Het onderzoek is wel nog in zijn beginstadium, en meer onderzoek is nodig voordat er andere tests kunnen uitgevoerd worden dan in onderzoeksschaaltjes in het labo, zei Peel. Daar zal zeker nog enige tijd overgaan.

Peel denkt dat het ook mogelijk is dat onderzoekers nog andere toepassingen vinden voor de peptiden uit de melk. "Voorlopig hebben we nog geen andere eigenschappen onderzocht van de peptiden dan hun vermogen om bacteriën te doden, maar misschien kunnen de peptiden van de Tasmaanse duivel in de toekomst wel een nieuw 'supervoedsel' worden", zei ze.

Tasmaanse duivel

Tasmaanse duivels zijn ongeveer 60 centimeter lange, zwarte buideldiertjes met een lange staart. Het zijn roofdieren die prooien aankunnen die groter zijn dan zij zelf, en er werd driftig op gejaagd omdat ze een gevaar vormen voor huisdieren en gevogelte. Daardoor is hun populatie drastisch afgenomen. Vroeger kwamen ze in heel Australië voor, nu alleen nog op het eiland Tasmanië, en ze staan op de lijst van met uitsterven bedreigde diersoorten.

Maar de jacht is niet de enige reden waarom de dieren op die lijst terecht zijn gekomen. De populatie wordt namelijk getroffen door een besmettelijke vorm van kanker.

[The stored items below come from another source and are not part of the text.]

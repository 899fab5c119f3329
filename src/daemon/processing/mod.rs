use anyhow::Result;
use module::EventProcessor;
use tokio::sync::mpsc::Receiver;
use tracing::{debug, error, info};

use super::event::FocusEvent;

pub mod module;
pub mod session;

/// Represents the consumer of focus events. This module is responsible for
/// receiving events and feeding them into a processor one at a time, which
/// is what keeps tracker operations serialized.
pub struct ProcessingModule<Processor> {
    receiver: Receiver<FocusEvent>,
    processor: Processor,
}

impl<P: EventProcessor> ProcessingModule<P> {
    pub fn new(receiver: Receiver<FocusEvent>, processor: P) -> Self {
        Self {
            receiver,
            processor,
        }
    }

    pub async fn run(mut self) -> Result<()> {
        while let Some(event) = self.receiver.recv().await {
            debug!("Processing event {:?}", event);
            match self.processor.process_next(event.clone()).await {
                Ok(_) => {
                    info!("Processed event {:?}", event)
                }
                Err(e) => {
                    error!("Error processing event {:?}: {e:?}", event)
                }
            }
        }

        let result = self.processor.finalize().await;
        self.receiver.close();
        result
    }
}
use std::{fmt::Display, ops::Deref, str::FromStr};

use anyhow::anyhow;

#[derive(Debug, Clone, Copy, PartialEq, PartialOrd)]
pub struct Percentage(f64);

impl Display for Percentage {
    fn fmt(&self, f: &mut std::fmt::Formatter<'_>) -> std::fmt::Result {
        write!(f, "{}%", self.0)
    }
}

impl Percentage {
    pub fn new_opt(value: f64) -> Option<Percentage> {
        if value < 0. {
            None
        } else {
            Some(Percentage(value))
        }
    }
}

impl FromStr for Percentage {
    type Err = anyhow::Error;

    fn from_str(s: &str) -> Result<Self, Self::Err> {
        // This means that 100%% also works, but I think I'm fine with that
        let s = s.trim_end_matches("%");
        let v = s.parse::<f64>()?;
        Percentage::new_opt(v).ok_or_else(|| anyhow!("Can't parse {s} into percentage"))
    }
}

impl Deref for Percentage {
    type Target = f64;

    fn deref(&self) -> &Self::Target {
        &self.0
    }
}

/// Share of `value` in `whole`, both in milliseconds.
pub fn millis_percentage(value: i64, whole: i64) -> Percentage {
    if whole == 0 {
        return Percentage(0.);
    }
    Percentage::new_opt(value as f64 / whole as f64 * 100.)
        .expect("Percentage should always be at least 0")
}
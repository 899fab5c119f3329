use chrono::{Duration, NaiveDate};

/// This is the standard way of converting a date to a string in tabtime.
pub fn date_key(date: NaiveDate) -> String {
    date.format("%Y-%m-%d").to_string()
}

/// The last `days` calendar days ending at `today`, oldest first.
pub fn trailing_days(today: NaiveDate, days: u32) -> impl Iterator<Item = NaiveDate> {
    (0..i64::from(days))
        .rev()
        .map(move |back| today - Duration::days(back))
}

Die werd ontdekt in de jaren 90 en heeft sindsdien al 60 procent van de populatie uitgeroeid.

De ziekte is zo wijdverspreid onder de Tasmaanse duivels omdat de dieren - die zeer vechtlustig zijn en vaak met elkaar vechten over prooien - elkaar kunnen infecteren tijdens vechtpartijen. Ze geven de tumorcellen door als ze elkaar bijten. Er wordt nu getracht om met enkel gezonde dieren kweekprogramma's op te zetten.